Today I’m quick to tell my kids to never judge a school mate. You never know what life is like in their home.

Looking back on those days, our parents were children themselves. Indeed, in most of my childhood memories, I’m now older than my mother was.

We grew up in a 3 story brick building. There were 3 apartments on each floor, A, B and C. Living in the middle B apartment, our windows were in the middle of the A apartment where Lisa lived and the C apartment where Lily lived. Rocky lived above me in B.
When our mother’s called us inside at night, me and Rocky and sometimes Lily would hang out our windows and talk; if one of us was on punishment that day we’d relay to them the days activities. One of us, it seems, was always on punishment.
In the A apartment I spoke to Lisa. Lisa was my first crush. She was also, at times, my personal cheerleader.
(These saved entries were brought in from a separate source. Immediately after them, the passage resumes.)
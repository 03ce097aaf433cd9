use pim_core::{BackendType, Channel, Locale, ProductValue, ValueData};

use super::{supports_backend, ValueCompleteChecker};

#[derive(Debug, Clone, Copy, Default, PartialEq, Eq)]
pub struct NumberChecker;

impl ValueCompleteChecker for NumberChecker {
    fn supports_value(&self, value: &ProductValue, channel: &Channel, locale: &Locale) -> bool {
        supports_backend(&[BackendType::Decimal], value, channel, locale)
    }

    fn is_complete(&self, value: &ProductValue, _channel: &Channel, _locale: &Locale) -> bool {
        matches!(value.data(), ValueData::Number(Some(_)))
    }
}

/// `false` is a filled boolean; only an absent flag is incomplete.
#[derive(Debug, Clone, Copy, Default, PartialEq, Eq)]
pub struct BooleanChecker;

impl ValueCompleteChecker for BooleanChecker {
    fn supports_value(&self, value: &ProductValue, channel: &Channel, locale: &Locale) -> bool {
        supports_backend(&[BackendType::Boolean], value, channel, locale)
    }

    fn is_complete(&self, value: &ProductValue, _channel: &Channel, _locale: &Locale) -> bool {
        matches!(value.data(), ValueData::Boolean(Some(_)))
    }
}

#[derive(Debug, Clone, Copy, Default, PartialEq, Eq)]
pub struct DateChecker;

impl ValueCompleteChecker for DateChecker {
    fn supports_value(&self, value: &ProductValue, channel: &Channel, locale: &Locale) -> bool {
        supports_backend(&[BackendType::Date], value, channel, locale)
    }

    fn is_complete(&self, value: &ProductValue, _channel: &Channel, _locale: &Locale) -> bool {
        matches!(value.data(), ValueData::Date(Some(_)))
    }
}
When I told her in the first month of the ninth grade that it was my intention that year to win the Jeff Petrak Memorial Award trophy for best athlete at graduation, she reacted with her usual Lisa-ness "Yeah, maybe in the next life." I knew though it was her way of spurring me on.
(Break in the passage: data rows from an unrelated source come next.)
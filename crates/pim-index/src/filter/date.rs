use pim_core::{Attribute, AttributeType, PropertyError};
use serde_json::{json, Value};

use super::value::{date, date_pair};
use super::{
    apply_attribute_filter, emptiness, exists, range, term, AttributeFilter, Clause, Filter,
    FilterOptions,
};
use crate::operator::Operator;
use crate::search::SearchQueryBuilder;

const OPERATORS: &[Operator] = &[
    Operator::LowerThan,
    Operator::Equals,
    Operator::NotEqual,
    Operator::GreaterThan,
    Operator::Between,
    Operator::NotBetween,
    Operator::IsEmpty,
    Operator::IsNotEmpty,
];

/// Dates as `yyyy-mm-dd` strings; `BETWEEN` bounds are inclusive.
#[derive(Debug, Default)]
pub struct DateFilter {
    builder: Option<SearchQueryBuilder>,
}

impl DateFilter {
    #[must_use]
    pub fn new() -> Self {
        Self::default()
    }
}

impl Filter for DateFilter {
    fn operators(&self) -> &'static [Operator] {
        OPERATORS
    }

    fn set_query_builder(&mut self, builder: SearchQueryBuilder) {
        self.builder = Some(builder);
    }

    fn take_query_builder(&mut self) -> Option<SearchQueryBuilder> {
        self.builder.take()
    }
}

impl AttributeFilter for DateFilter {
    fn attribute_types(&self) -> &'static [AttributeType] {
        &[AttributeType::Date]
    }

    fn add_attribute_filter(
        &mut self,
        attribute: &Attribute,
        operator: Operator,
        value: &Value,
        locale: Option<&str>,
        channel: Option<&str>,
        _options: &FilterOptions,
    ) -> Result<(), PropertyError> {
        apply_attribute_filter(
            &mut self.builder,
            OPERATORS,
            attribute,
            operator,
            locale,
            channel,
            |path| date_clauses(&attribute.code, path, operator, value),
        )
    }
}

fn date_clauses(
    property: &str,
    path: &str,
    operator: Operator,
    value: &Value,
) -> Result<Vec<Clause>, PropertyError> {
    if let Some(clause) = emptiness(path, operator) {
        return Ok(vec![clause]);
    }

    let clauses = match operator {
        Operator::Between => {
            let (from, to) = date_pair(property, value)?;
            vec![Clause::Filter(range(path, json!({"gte": from, "lte": to})))]
        }
        Operator::NotBetween => {
            let (from, to) = date_pair(property, value)?;
            vec![
                Clause::MustNot(range(path, json!({"gte": from, "lte": to}))),
                Clause::Filter(exists(path)),
            ]
        }
        Operator::LowerThan => vec![Clause::Filter(range(path, json!({"lt": date(property, value)?})))],
        Operator::GreaterThan => vec![Clause::Filter(range(path, json!({"gt": date(property, value)?})))],
        Operator::Equals => vec![Clause::Filter(term(path, date(property, value)?))],
        Operator::NotEqual => vec![
            Clause::MustNot(term(path, date(property, value)?)),
            Clause::Filter(exists(path)),
        ],
        other => return Err(PropertyError::operator_not_supported(other.as_str())),
    };
    Ok(clauses)
}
When I created an account on Facebook earlier this year, Lisa and Rocky were the reasons I did so. I was excited to find Rocky after some time. We caught up, she’s doing well and I was happy to hear that. There was absolutely no love loss; we both agreed that life gets in the way.
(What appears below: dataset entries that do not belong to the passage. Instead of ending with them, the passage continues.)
use std::fmt;
use std::str::FromStr;

use pim_core::{Attribute, AttributeType, PropertyError};
use serde_json::json;

use crate::filter::{attribute_path, check_locale_and_scope};
use crate::search::SearchQueryBuilder;

#[derive(Debug, Clone, Copy, PartialEq, Eq)]
pub enum Direction {
    Ascending,
    Descending,
}

impl Direction {
    #[must_use]
    pub fn as_str(self) -> &'static str {
        match self {
            Direction::Ascending => "ASC",
            Direction::Descending => "DESC",
        }
    }
}

impl fmt::Display for Direction {
    fn fmt(&self, f: &mut fmt::Formatter<'_>) -> fmt::Result {
        f.write_str(self.as_str())
    }
}

impl FromStr for Direction {
    type Err = PropertyError;

    fn from_str(s: &str) -> Result<Self, Self::Err> {
        match s.trim().to_ascii_uppercase().as_str() {
            "ASC" => Ok(Direction::Ascending),
            "DESC" => Ok(Direction::Descending),
            other => Err(PropertyError::InvalidArgument(format!(
                "Direction \"{other}\" is not supported, expected \"ASC\" or \"DESC\"."
            ))),
        }
    }
}

const SORTABLE_TYPES: &[AttributeType] = &[
    AttributeType::Identifier,
    AttributeType::Text,
    AttributeType::Textarea,
    AttributeType::Number,
    AttributeType::Boolean,
    AttributeType::Date,
    AttributeType::SimpleSelect,
    AttributeType::ReferenceDataSimpleSelect,
];

/// Sorts on single-valued attributes. Products without a value come first
/// when ascending, last when descending.
#[derive(Debug, Clone, Copy, Default)]
pub struct AttributeSorter;

impl AttributeSorter {
    #[must_use]
    pub fn supports_attribute(&self, attribute: &Attribute) -> bool {
        SORTABLE_TYPES.contains(&attribute.attribute_type)
    }

    /// # Errors
    ///
    /// `InvalidArgument` for an attribute type that cannot be sorted on,
    /// `InvalidProperty` for a locale or scope the attribute does not accept.
    pub fn add_attribute_sorter(
        &self,
        builder: &mut SearchQueryBuilder,
        attribute: &Attribute,
        direction: Direction,
        locale: Option<&str>,
        channel: Option<&str>,
    ) -> Result<(), PropertyError> {
        if !self.supports_attribute(attribute) {
            return Err(PropertyError::InvalidArgument(format!(
                "Sorting on attribute type \"{}\" is not supported.",
                attribute.attribute_type
            )));
        }
        check_locale_and_scope(attribute, locale, channel)?;

        let (order, missing) = match direction {
            Direction::Ascending => ("asc", "_first"),
            Direction::Descending => ("desc", "_last"),
        };
        let path = attribute_path(attribute, locale, channel);
        builder.add_sort(json!({path: {"order": order, "missing": missing}}));
        Ok(())
    }
}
There would be no such luck with Lisa.

I found a mutual friend on Facebook who told me that Lisa had died two years earlier from brain tumors. It was like a sucker-punch to the gut; like smashing my Big Wheel into that concrete wall all over again.

I remember we had a picture together, me with Lisa and Rocky, from 9th grade graduation. I won that trophy and Lisa seemed more excited than I was. I remember her hand being on my shoulder in the picture. I had my mother send me a copy.

There was so much catching up to do. I hadn't seen you in 20 years, how did your life turn out? Were you happy?

I wanted to ask you if you remembered when I was going to fight Kendall from our 7th grade class. Kendall was new to our school. One day in first period I did or said something to egg him on and he just looked at me and said “three o’clock.”

My day in school was miserable from that point. I had gotten in plenty of fights, but Kendall was one of those country kids that was big for no other reason than just to be big for bigs sake. And country strong.

How long does a broken jaw take to heal? Does a raw t-bone steak on a black eye really help like it does on the Flinstones?

I remember you looking at me with your patented “good job” smirk and shaking your head. I showed up at three o’clock - with about 30 other school mates who were apparently anxious to see my blood on the outside of my body - because getting a beat down is a lot less painful than running home. Then for some miraculous reason Kendall's mother picked him up from school and we were friends from that day on. God protects babies and fools, so they say.

You and I walked home that day and didn't say a word to each other. You punched me in the arm halfway home and we both knew exactly what that meant so we just laughed.

Would you remember that?

I wanted to ask you to put on your thinking cap and see if you’d remember way back, back when we were three years old. I was in daycare and your mother would pick me up and I’d stay at your house until my mother came home from work. One day at daycare I had escaped and was hiding in some bushes, found a straw, stuck it in the ground and in my infinite wisdom started to suck up the dirt. I started throwing up immediately and was sent to the nurse’s station. There I was in the nurse’s station, belly down on a table with a thermometer sticking in my butt when your mother walked in with you holding her hand. I was mortified. I remember you folding your arms and giving me that patented, sarcastic, Lisa “good job” smirk. Even at three.

Would you remember that?

It’s crushing to hear of a friends’ death; even more when you didn’t have a chance to say goodbye. But I never loved you any less. Sometimes life gets in the way.

And I want you to know that I’m still looking forward to getting together and catching up with you.

But it’ll have to wait until the next life.